Exercise instructions
Within the material below, transcribe exactly the lines from the one holding "use uuid::Uuid;" through the one holding "pub const MAX_PASSWORD_LEN: usize = 20;", keeping both ends and skipping the rest.
* * *
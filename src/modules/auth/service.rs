use chrono::{Duration, Utc};
use std::sync::Arc;
use uuid::Uuid;

use super::interface::{Access, AuthError, CredentialStore, Result, Session, UserRepository};
use super::model::{CredentialRecord, TokenScope, User, UserPatch};
use crate::services::hashing;
use crate::services::jwt::{TokenIssuer, TokenKind};
use crate::services::mailer::{
    Address, EmailJob, EmailQueue, MailData, VERIFY_EMAIL_TEMPLATE, WELCOME_EMAIL_TEMPLATE,
};
use crate::services::metrics::MetricsRegistry;

pub const MIN_PASSWORD_LEN: usize = 8;
pub const MAX_PASSWORD_LEN: usize = 20;

/// Account lifecycle: registration, verification, sessions and profile
/// changes. The only place that combines password hashing with token minting.
pub struct IdentityService {
    users: Arc<dyn UserRepository>,
    credentials: Arc<dyn CredentialStore>,
    tokens: Arc<TokenIssuer>,
    email: EmailQueue,
    metrics: Arc<MetricsRegistry>,
    verification_ttl: Duration,
}

impl IdentityService {
    pub fn new(
        users: Arc<dyn UserRepository>,
        credentials: Arc<dyn CredentialStore>,
        tokens: Arc<TokenIssuer>,
        email: EmailQueue,
        metrics: Arc<MetricsRegistry>,
        verification_ttl: Duration,
    ) -> Self {
        Self {
            users,
            credentials,
            tokens,
            email,
            metrics,
            verification_ttl,
        }
    }

    pub async fn register(&self, name: &str, email: &str, password: &str) -> Result<User> {
        let password_hash = hash_password(password)?;

        let now = Utc::now();
        let user = User {
            id: Uuid::new_v4(),
            name: name.to_string(),
            email: email.to_string(),
            password_hash,
            profile_photo: None,
            verified: false,
            created_at: now,
            updated_at: now,
        };

        if let Err(e) = self.users.insert(&user).await {
            let outcome = if matches!(e, AuthError::DuplicateUser) { "duplicate" } else { "error" };
            self.metrics.record_auth("register", outcome);
            return Err(e);
        }

        // The account exists at this point; a lost code can be re-requested.
        if let Err(e) = self.send_verification_code(&user).await {
            tracing::error!(error = %e, user_id = %user.id, "failed to store verification code");
        }

        tracing::info!(user_id = %user.id, "user registered");
        self.metrics.record_auth("register", "success");
        Ok(user)
    }

    pub async fn verify(&self, email: &str, code: &str) -> Result<User> {
        let token_hash = hashing::hash_token(code);

        let Some(mut user) = self
            .credentials
            .find(&token_hash, TokenScope::Verification, email)
            .await?
        else {
            self.metrics.record_auth("verify", "invalid");
            return Err(AuthError::InvalidToken);
        };

        // Consuming the record first keeps the code single-use when two
        // requests race with the same code.
        if !self
            .credentials
            .delete(&token_hash, TokenScope::Verification, user.id)
            .await?
        {
            self.metrics.record_auth("verify", "invalid");
            return Err(AuthError::InvalidToken);
        }

        user.verified = true;
        user.updated_at = Utc::now();
        self.users.update(&user).await?;

        self.email.enqueue(EmailJob {
            recipients: vec![address_of(&user)],
            template: WELCOME_EMAIL_TEMPLATE,
            data: MailData {
                address: address_of(&user),
                code: None,
            },
        });

        tracing::info!(user_id = %user.id, "email verified");
        self.metrics.record_auth("verify", "success");
        Ok(user)
    }

    pub async fn resend_verification(&self, email: &str) -> Result<()> {
        let user = self
            .users
            .find_by_email(email)
            .await?
            .ok_or(AuthError::NotFound)?;

        if user.verified {
            return Err(AuthError::AlreadyVerified);
        }

        self.send_verification_code(&user).await
    }

    pub async fn login(&self, email: &str, password: &str) -> Result<Session> {
        let Some(user) = self.users.find_by_email(email).await? else {
            self.metrics.record_auth("login", "invalid");
            return Err(AuthError::InvalidCredentials);
        };

        if !user.verified {
            self.metrics.record_auth("login", "unverified");
            return Err(AuthError::UnverifiedUser);
        }

        if !hashing::verify_password(password, &user.password_hash) {
            self.metrics.record_auth("login", "invalid");
            return Err(AuthError::InvalidCredentials);
        }

        let issued = self.tokens.issue_refresh(user.id, &user.email)?;
        self.credentials
            .put(&CredentialRecord {
                token_hash: hashing::hash_token(&issued.token),
                user_id: user.id,
                scope: TokenScope::Authentication,
                expires_at: issued.expires_at,
            })
            .await?;

        tracing::info!(user_id = %user.id, "session created");
        self.metrics.record_auth("login", "success");
        Ok(Session {
            user,
            refresh_token: issued.token,
            expires_at: issued.expires_at,
        })
    }

    /// Mints an access token from a live, store-backed refresh token. The
    /// refresh token stays valid until it expires or is logged out.
    pub async fn refresh_session(&self, refresh_token: &str) -> Result<Access> {
        let claims = match self.tokens.validate(refresh_token, TokenKind::Refresh) {
            Ok(claims) => claims,
            Err(e) => {
                self.metrics.record_auth("refresh", "invalid");
                return Err(e.into());
            }
        };

        let token_hash = hashing::hash_token(refresh_token);
        let Some(user) = self
            .credentials
            .find(&token_hash, TokenScope::Authentication, &claims.email)
            .await?
        else {
            self.metrics.record_auth("refresh", "revoked");
            return Err(AuthError::InvalidToken);
        };

        let issued = self.tokens.issue_access(user.id, &user.email)?;

        self.metrics.record_auth("refresh", "success");
        Ok(Access {
            access_token: issued.token,
            expires_at: issued.expires_at,
        })
    }

    /// Revokes a refresh token. Revoking an already revoked token succeeds.
    pub async fn logout(&self, refresh_token: &str) -> Result<()> {
        let claims = self.tokens.validate(refresh_token, TokenKind::Refresh)?;
        let user_id = claims.subject_id()?;

        let token_hash = hashing::hash_token(refresh_token);
        if self
            .credentials
            .delete(&token_hash, TokenScope::Authentication, user_id)
            .await?
        {
            tracing::info!("refresh token revoked");
        }

        self.metrics.record_auth("logout", "success");
        Ok(())
    }

    pub async fn fetch_user(&self, id: Uuid) -> Result<User> {
        self.users.find_by_id(id).await?.ok_or(AuthError::NotFound)
    }

    pub async fn update_profile(&self, id: Uuid, patch: UserPatch) -> Result<User> {
        let current = self.fetch_user(id).await?;
        if patch.is_empty() {
            return Ok(current);
        }

        let password_hash = match patch.password.as_deref() {
            Some(password) => {
                check_password_strength(password)?;
                if hashing::verify_password(password, &current.password_hash) {
                    current.password_hash.clone()
                } else {
                    hash_password(password)?
                }
            }
            None => current.password_hash.clone(),
        };

        let mut user = patch.apply(current);
        user.password_hash = password_hash;
        user.updated_at = Utc::now();

        self.users.update(&user).await?;

        tracing::info!(user_id = %user.id, "profile updated");
        Ok(user)
    }

    /// Accounts can only be deleted by their owner.
    pub async fn delete_user(&self, actor: Uuid, id: Uuid) -> Result<()> {
        if actor != id {
            return Err(AuthError::Forbidden);
        }

        if !self.users.delete(id).await? {
            return Err(AuthError::NotFound);
        }

        tracing::info!(user_id = %id, "user deleted");
        Ok(())
    }

    async fn send_verification_code(&self, user: &User) -> Result<()> {
        let code = hashing::generate_otp();

        self.credentials
            .put(&CredentialRecord {
                token_hash: hashing::hash_token(&code),
                user_id: user.id,
                scope: TokenScope::Verification,
                expires_at: Utc::now() + self.verification_ttl,
            })
            .await?;

        self.email.enqueue(EmailJob {
            recipients: vec![address_of(user)],
            template: VERIFY_EMAIL_TEMPLATE,
            data: MailData {
                address: address_of(user),
                code: Some(code),
            },
        });

        Ok(())
    }
}

pub fn check_password_strength(password: &str) -> Result<()> {
    let len = password.chars().count();
    if (MIN_PASSWORD_LEN..=MAX_PASSWORD_LEN).contains(&len) {
        Ok(())
    } else {
        Err(AuthError::WeakPassword)
    }
}

fn hash_password(password: &str) -> Result<String> {
    hashing::hash_password(password).map_err(|e| AuthError::Internal(e.to_string()))
}

fn address_of(user: &User) -> Address {
    Address {
        name: user.name.clone(),
        email: user.email.clone(),
    }
}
* * *
Answer to the exercise
use uuid::Uuid;

use super::interface::{Access, AuthError, CredentialStore, Result, Session, UserRepository};
use super::model::{CredentialRecord, TokenScope, User, UserPatch};
use crate::services::hashing;
use crate::services::jwt::{TokenIssuer, TokenKind};
use crate::services::mailer::{
    Address, EmailJob, EmailQueue, MailData, VERIFY_EMAIL_TEMPLATE, WELCOME_EMAIL_TEMPLATE,
};
use crate::services::metrics::MetricsRegistry;

pub const MIN_PASSWORD_LEN: usize = 8;
pub const MAX_PASSWORD_LEN: usize = 20;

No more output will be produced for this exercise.